[Opening Material provided section]

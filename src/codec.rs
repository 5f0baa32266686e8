//! Conversion between a `Transaction` and one line of the canonical ledger file.
//!
//! # Format
//!
//! The canonical file is UTF-8 CSV with `\n` line endings. The first line is [`HEADER`]. Every
//! other line holds one transaction as four comma-separated fields: `date,amount,category,description`.
//!
//! - `date` is always `YYYY-MM-DD`.
//! - `amount` is a plain decimal with an optional leading `-`, e.g. `-42.50`.
//! - Before quoting, every field is escaped so that a record never spans lines: `\` becomes
//!   `\\`, a line feed becomes `\n` and a carriage return becomes `\r`. No other escape exists.
//! - After escaping, a field containing `,` or `"` is wrapped in double quotes and each `"` inside
//!   it is doubled (RFC 4180). Other fields are written bare.
//!
//! Decoding is strict: quoting or escaping that this encoder could not have produced (and that
//! RFC 4180 would not accept) fails with [`DecodeError::MalformedLine`] instead of guessing where
//! a field ends.

use crate::error::DecodeError;
use crate::model::{validate, Candidate, Transaction, ISO_DATE};
use std::borrow::Cow;

/// The first line of every canonical file.
pub const HEADER: &str = "date,amount,category,description";

/// The number of fields in a record line.
pub const FIELD_COUNT: usize = 4;

/// Encodes a transaction as a single line without a line terminator.
pub fn encode(transaction: &Transaction) -> String {
    let c = transaction.to_candidate();
    [&c.date, &c.amount, &c.category, &c.description]
        .into_iter()
        .map(|field| quote(&escape(field)).into_owned())
        .collect::<Vec<_>>()
        .join(",")
}

/// Decodes a single line (without its terminator) into a validated transaction.
pub fn decode(line: &str) -> Result<Transaction, DecodeError> {
    let candidate = decode_fields(line)?;
    Ok(validate(&candidate, ISO_DATE)?)
}

/// Splits a line into its unescaped fields without applying the record rules.
pub fn decode_fields(line: &str) -> Result<Candidate, DecodeError> {
    check_quoting(line)?;

    let mut reader = csv::ReaderBuilder::new()
        .has_headers(false)
        .flexible(true)
        .from_reader(line.as_bytes());

    let record = match reader.records().next() {
        Some(Ok(record)) => record,
        Some(Err(e)) => return Err(DecodeError::MalformedLine(e.to_string())),
        None => {
            return Err(DecodeError::FieldCountMismatch {
                expected: FIELD_COUNT,
                found: 0,
            })
        }
    };

    if record.len() != FIELD_COUNT {
        return Err(DecodeError::FieldCountMismatch {
            expected: FIELD_COUNT,
            found: record.len(),
        });
    }

    let fields = record
        .iter()
        .map(unescape)
        .collect::<Result<Vec<_>, _>>()?;
    let [date, amount, category, description]: [String; FIELD_COUNT] =
        fields.try_into().map_err(|v: Vec<String>| DecodeError::FieldCountMismatch {
            expected: FIELD_COUNT,
            found: v.len(),
        })?;
    Ok(Candidate {
        date,
        amount,
        category,
        description,
    })
}

fn escape(field: &str) -> Cow<'_, str> {
    if !field.contains(['\\', '\n', '\r']) {
        return Cow::Borrowed(field);
    }
    let mut out = String::with_capacity(field.len() + 2);
    for ch in field.chars() {
        match ch {
            '\\' => out.push_str("\\\\"),
            '\n' => out.push_str("\\n"),
            '\r' => out.push_str("\\r"),
            other => out.push(other),
        }
    }
    Cow::Owned(out)
}

fn unescape(field: &str) -> Result<String, DecodeError> {
    let mut out = String::with_capacity(field.len());
    let mut chars = field.chars();
    while let Some(ch) = chars.next() {
        if ch != '\\' {
            out.push(ch);
            continue;
        }
        match chars.next() {
            Some('\\') => out.push('\\'),
            Some('n') => out.push('\n'),
            Some('r') => out.push('\r'),
            Some(other) => {
                return Err(DecodeError::MalformedLine(format!(
                    "unknown escape sequence '\\{other}'"
                )))
            }
            None => {
                return Err(DecodeError::MalformedLine(
                    "dangling escape character at the end of a field".to_string(),
                ))
            }
        }
    }
    Ok(out)
}

fn quote(field: &str) -> Cow<'_, str> {
    if field.contains([',', '"']) {
        Cow::Owned(format!("\"{}\"", field.replace('"', "\"\"")))
    } else {
        Cow::Borrowed(field)
    }
}

#[derive(Debug, Clone, Copy, Eq, PartialEq)]
enum Quoting {
    FieldStart,
    Bare,
    Quoted,
    /// A `"` was seen inside a quoted field; it either doubles or closes.
    QuoteInQuoted,
}

/// Walks the line once with the RFC 4180 rules. The `csv` reader is lenient about stray quotes,
/// which would let a damaged line decode into shifted fields.
fn check_quoting(line: &str) -> Result<(), DecodeError> {
    let malformed = |msg: String| Err(DecodeError::MalformedLine(msg));
    let mut state = Quoting::FieldStart;
    for (ix, ch) in line.char_indices() {
        if ch == '\n' || ch == '\r' {
            return malformed(format!("unescaped line break at byte {ix}"));
        }
        state = match (state, ch) {
            (Quoting::FieldStart, '"') => Quoting::Quoted,
            (Quoting::FieldStart, ',') => Quoting::FieldStart,
            (Quoting::FieldStart, _) => Quoting::Bare,
            (Quoting::Bare, '"') => return malformed(format!("stray quote at byte {ix}")),
            (Quoting::Bare, ',') => Quoting::FieldStart,
            (Quoting::Bare, _) => Quoting::Bare,
            (Quoting::Quoted, '"') => Quoting::QuoteInQuoted,
            (Quoting::Quoted, _) => Quoting::Quoted,
            (Quoting::QuoteInQuoted, '"') => Quoting::Quoted,
            (Quoting::QuoteInQuoted, ',') => Quoting::FieldStart,
            (Quoting::QuoteInQuoted, _) => {
                return malformed(format!("closing quote followed by '{ch}' at byte {ix}"))
            }
        };
    }
    if state == Quoting::Quoted {
        return malformed("unterminated quoted field".to_string());
    }
    Ok(())
}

[Closing Material provided section]

Repeat, exactly as they stand above, the lines from the line with "Walks the line" to the line with "fn check_quoting(line: &str)", both lines included.

/// Walks the line once with the RFC 4180 rules. The `csv` reader is lenient about stray quotes,
/// which would let a damaged line decode into shifted fields.
fn check_quoting(line: &str) -> Result<(), DecodeError> {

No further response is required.